You appear to be out of toilet roll.

Ah ha! Have you tried looking under “historical fantasy”?

I beg your pardon?!

The assistant hopped onto the nearby ladder, shimmed his way up to the top, levered a particularly fat tomb from the highest shelf; then, sliding back down again, placed the book squarely in the customer's hands.

I see now how you could of missed it.

No, no, how very droll, this is “Twilight Roll”; I said, “toilet roll”.

Let me unpack how this relatively unamusing, and largely inconsequential, misunderstanding occurred.
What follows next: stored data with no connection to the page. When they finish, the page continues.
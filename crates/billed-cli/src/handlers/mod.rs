pub mod bills;
pub mod init;
pub mod login;
pub mod new_bill;
pub mod preview;

use anyhow::Result;
use billed_app::{load_session, Dispatcher, ViewHandle};
use billed_types::Session;

use crate::context::ExecutionContext;

/// Session + dispatcher wired from the context, shared by the view-driving
/// handlers.
pub(crate) fn app_shell(ctx: &ExecutionContext) -> Result<(Session, ViewHandle, Dispatcher)> {
    let session_store = ctx.session_store()?;
    let session = load_session(&session_store)?;
    let store = ctx.remote_store()?;

    let view = ViewHandle::new();
    let dispatcher = Dispatcher::new(view.clone(), store, session.clone());
    Ok((session, view, dispatcher))
}
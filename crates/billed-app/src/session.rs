use crate::error::{Error, Result};
use billed_store::SessionStore;
use billed_types::Session;

/// Read and decode the logged-in session from the persisted store.
///
/// This is the one fallible parse of the stored `"user"` JSON; everything
/// downstream receives an already-typed `Session` by value instead of
/// re-reading the store.
pub fn load_session(store: &dyn SessionStore) -> Result<Session> {
    let raw = store.get("user").ok_or(Error::NotLoggedIn)?;
    let session: Session =
        serde_json::from_str(&raw).map_err(billed_types::Error::MalformedSession)?;
    Ok(session)
}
The book in question, “Twilight Roll”, was a sort of prequel-prequel - commissioned by the estate of the never nether-popular author of the teen vampire series, “Twilight” - set in the insanitary conditions of medieval Europe at the onset of a dysentery epidemic that threatens to dwindle a town of town dwellers to naught, which - by an unhealthy mixture of coincidence and parasitic symbiosis - also threatens to diminish the local vampires' food stock to naught, whereupon one, long-in-the-tooth, vampire elder and his youthful assistant (who has fallen in love with a a local lass with terminal ass trouble) invents toilet roll; thus saving the day and on the very eve of mass extinction, AKA,“The Dark Ages”.

Advanced praise:

“Remains with the reader long after loved ones and those nearest and dearest have passed away.”

“Not just your bog-standard prequel-prequel.”

“Completely wipes away the recycled cliché that otherwise passes for niche historical, teen vampire, fantasy fiction.”

“Bound to be flush with success – let's hope this is the beginning, and not end, of a roll!

Shut the door, switch the latch, sit down, relax and then prepare to be bowled over.

Not only lifts the lid, but is also not just content to sit on the rim.

Surprisingly lengthy, but I couldn't stop once I started!

More cunning than the Chinese game of Go.

Too tightly plotted for prolapsed prose.

An underground classic that wont be buried.

Squeezes every last drop of emotion.

Will rival Roth's Human Stain.”

Finally, aGone With The Wind for vampire lovers.

More poetic than Browning.

Will drive you round the bend.

Made all the right links.

Not afraid to break the surface.

“A gut wrenching rites-of-passage story.

It will leave its mark.

I felt it go right though me.

“Bound to create a splash.

An immense release.

Set to make waves.

Full of moral fibre.

Drove me potty!

One to log.

Wipe out!

Totally moving.

Slam dunk!

I didn't want it to finish.

Keep them coming!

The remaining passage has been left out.